### Prompt
Word for word, return the lines from the start of the entries below through the line that has "for final approval".

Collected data

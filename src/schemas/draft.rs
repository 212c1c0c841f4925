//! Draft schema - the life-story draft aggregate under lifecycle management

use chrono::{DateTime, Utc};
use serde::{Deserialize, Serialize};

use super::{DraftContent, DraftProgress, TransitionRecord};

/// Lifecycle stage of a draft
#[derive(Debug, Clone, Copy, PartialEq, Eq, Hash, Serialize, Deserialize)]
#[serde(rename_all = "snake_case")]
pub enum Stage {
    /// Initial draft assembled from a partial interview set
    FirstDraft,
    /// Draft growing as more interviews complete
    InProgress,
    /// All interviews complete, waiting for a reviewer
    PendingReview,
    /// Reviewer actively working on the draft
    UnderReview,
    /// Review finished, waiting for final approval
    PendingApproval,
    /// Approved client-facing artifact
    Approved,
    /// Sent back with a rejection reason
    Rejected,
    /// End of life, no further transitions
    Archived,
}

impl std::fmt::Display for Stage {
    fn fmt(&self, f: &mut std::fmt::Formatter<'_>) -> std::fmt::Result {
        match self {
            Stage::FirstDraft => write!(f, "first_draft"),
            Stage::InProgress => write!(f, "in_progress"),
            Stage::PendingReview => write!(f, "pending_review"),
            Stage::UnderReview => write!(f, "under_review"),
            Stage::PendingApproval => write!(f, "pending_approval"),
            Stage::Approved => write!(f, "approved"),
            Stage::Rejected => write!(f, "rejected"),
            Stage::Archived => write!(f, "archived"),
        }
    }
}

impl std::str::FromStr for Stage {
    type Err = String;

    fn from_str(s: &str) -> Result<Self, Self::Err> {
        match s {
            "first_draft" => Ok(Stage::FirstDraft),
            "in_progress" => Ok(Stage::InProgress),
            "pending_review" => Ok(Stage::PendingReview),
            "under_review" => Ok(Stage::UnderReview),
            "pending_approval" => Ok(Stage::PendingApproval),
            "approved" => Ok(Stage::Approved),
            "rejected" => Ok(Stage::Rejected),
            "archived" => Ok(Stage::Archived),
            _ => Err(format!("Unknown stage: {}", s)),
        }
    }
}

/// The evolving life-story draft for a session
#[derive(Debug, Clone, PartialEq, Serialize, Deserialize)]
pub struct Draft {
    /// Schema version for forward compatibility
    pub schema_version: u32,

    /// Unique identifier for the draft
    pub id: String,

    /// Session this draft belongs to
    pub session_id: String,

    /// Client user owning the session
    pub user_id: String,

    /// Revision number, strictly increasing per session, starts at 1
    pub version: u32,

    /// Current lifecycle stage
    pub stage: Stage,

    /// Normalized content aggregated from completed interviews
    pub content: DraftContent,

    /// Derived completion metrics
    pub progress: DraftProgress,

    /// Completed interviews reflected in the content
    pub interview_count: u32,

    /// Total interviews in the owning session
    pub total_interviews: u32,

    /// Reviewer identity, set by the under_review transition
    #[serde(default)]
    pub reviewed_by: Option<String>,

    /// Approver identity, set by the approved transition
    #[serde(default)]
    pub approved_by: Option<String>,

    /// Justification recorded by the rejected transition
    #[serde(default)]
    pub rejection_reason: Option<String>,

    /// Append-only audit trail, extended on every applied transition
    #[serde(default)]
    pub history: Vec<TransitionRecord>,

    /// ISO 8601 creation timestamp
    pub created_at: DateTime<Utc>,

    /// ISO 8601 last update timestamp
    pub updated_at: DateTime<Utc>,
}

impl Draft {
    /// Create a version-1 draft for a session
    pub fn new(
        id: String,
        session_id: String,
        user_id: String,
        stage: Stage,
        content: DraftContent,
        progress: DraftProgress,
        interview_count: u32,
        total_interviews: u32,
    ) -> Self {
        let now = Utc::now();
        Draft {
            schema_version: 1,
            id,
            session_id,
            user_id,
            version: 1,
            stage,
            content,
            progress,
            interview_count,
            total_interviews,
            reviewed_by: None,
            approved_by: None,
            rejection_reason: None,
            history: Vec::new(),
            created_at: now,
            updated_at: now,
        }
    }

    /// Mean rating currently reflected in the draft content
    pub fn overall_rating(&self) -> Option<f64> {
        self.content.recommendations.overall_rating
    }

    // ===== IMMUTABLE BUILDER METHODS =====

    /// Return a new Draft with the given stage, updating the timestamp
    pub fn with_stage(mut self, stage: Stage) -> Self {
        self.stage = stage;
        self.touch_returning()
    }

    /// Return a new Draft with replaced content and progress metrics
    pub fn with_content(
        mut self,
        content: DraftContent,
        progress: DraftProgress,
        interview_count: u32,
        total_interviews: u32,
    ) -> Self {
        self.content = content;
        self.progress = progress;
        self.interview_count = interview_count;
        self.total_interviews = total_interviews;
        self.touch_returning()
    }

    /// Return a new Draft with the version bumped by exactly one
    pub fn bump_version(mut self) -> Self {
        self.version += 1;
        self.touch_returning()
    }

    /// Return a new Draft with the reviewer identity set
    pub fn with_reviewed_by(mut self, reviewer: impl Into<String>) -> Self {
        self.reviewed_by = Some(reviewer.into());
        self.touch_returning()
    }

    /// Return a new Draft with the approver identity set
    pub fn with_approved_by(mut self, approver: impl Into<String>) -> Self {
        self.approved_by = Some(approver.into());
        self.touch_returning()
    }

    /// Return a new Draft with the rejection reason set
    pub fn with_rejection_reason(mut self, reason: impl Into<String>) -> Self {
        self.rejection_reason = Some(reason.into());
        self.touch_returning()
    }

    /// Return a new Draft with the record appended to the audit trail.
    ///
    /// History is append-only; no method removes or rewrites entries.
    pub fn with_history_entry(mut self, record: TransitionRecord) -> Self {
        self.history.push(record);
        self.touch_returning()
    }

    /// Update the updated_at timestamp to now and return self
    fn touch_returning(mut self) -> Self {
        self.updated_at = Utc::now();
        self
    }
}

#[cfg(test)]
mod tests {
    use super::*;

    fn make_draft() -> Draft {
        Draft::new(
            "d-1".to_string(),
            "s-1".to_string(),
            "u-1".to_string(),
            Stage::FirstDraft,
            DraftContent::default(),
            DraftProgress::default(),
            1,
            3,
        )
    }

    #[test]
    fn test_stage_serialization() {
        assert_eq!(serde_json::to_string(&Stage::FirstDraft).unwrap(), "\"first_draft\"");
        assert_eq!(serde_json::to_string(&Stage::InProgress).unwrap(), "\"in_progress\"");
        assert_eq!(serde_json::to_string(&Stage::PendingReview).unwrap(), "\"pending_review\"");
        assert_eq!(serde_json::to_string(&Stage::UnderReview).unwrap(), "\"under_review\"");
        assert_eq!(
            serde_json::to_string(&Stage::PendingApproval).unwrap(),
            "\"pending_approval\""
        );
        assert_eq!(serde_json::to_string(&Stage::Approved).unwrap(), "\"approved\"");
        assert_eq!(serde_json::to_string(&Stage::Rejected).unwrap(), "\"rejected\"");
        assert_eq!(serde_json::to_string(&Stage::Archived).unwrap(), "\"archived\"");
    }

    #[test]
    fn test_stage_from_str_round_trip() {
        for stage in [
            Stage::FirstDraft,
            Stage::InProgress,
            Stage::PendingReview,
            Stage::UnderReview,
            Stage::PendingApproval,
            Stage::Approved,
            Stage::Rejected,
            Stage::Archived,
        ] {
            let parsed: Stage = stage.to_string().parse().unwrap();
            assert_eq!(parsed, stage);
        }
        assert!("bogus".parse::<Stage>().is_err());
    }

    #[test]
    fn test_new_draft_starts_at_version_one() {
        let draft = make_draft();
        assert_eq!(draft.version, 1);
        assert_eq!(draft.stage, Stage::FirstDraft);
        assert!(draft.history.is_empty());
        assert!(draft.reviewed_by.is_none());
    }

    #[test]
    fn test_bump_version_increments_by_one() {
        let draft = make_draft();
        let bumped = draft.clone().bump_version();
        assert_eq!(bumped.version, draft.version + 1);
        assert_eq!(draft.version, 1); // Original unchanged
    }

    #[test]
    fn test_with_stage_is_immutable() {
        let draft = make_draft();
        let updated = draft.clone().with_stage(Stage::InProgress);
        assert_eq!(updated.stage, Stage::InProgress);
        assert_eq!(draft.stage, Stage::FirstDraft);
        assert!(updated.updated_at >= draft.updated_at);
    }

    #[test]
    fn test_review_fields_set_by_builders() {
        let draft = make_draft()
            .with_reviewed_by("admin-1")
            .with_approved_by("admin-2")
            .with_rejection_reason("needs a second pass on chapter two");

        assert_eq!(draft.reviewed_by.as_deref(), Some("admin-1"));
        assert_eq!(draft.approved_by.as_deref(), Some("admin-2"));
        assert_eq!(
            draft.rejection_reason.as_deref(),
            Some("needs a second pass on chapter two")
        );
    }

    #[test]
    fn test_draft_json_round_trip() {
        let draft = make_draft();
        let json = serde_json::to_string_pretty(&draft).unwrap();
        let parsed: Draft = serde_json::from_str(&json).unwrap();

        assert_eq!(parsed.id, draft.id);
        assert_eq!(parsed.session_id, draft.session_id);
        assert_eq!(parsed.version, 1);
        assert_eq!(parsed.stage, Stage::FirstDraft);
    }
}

### Completed task
filename src/schemas/draft.rs
repository 212c1c0c841f4925
//! Draft schema - the life-story draft aggregate under lifecycle management

use chrono::{DateTime, Utc};
use serde::{Deserialize, Serialize};

use super::{DraftContent, DraftProgress, TransitionRecord};

/// Lifecycle stage of a draft
#[derive(Debug, Clone, Copy, PartialEq, Eq, Hash, Serialize, Deserialize)]
#[serde(rename_all = "snake_case")]
pub enum Stage {
    /// Initial draft assembled from a partial interview set
    FirstDraft,
    /// Draft growing as more interviews complete
    InProgress,
    /// All interviews complete, waiting for a reviewer
    PendingReview,
    /// Reviewer actively working on the draft
    UnderReview,
    /// Review finished, waiting for final approval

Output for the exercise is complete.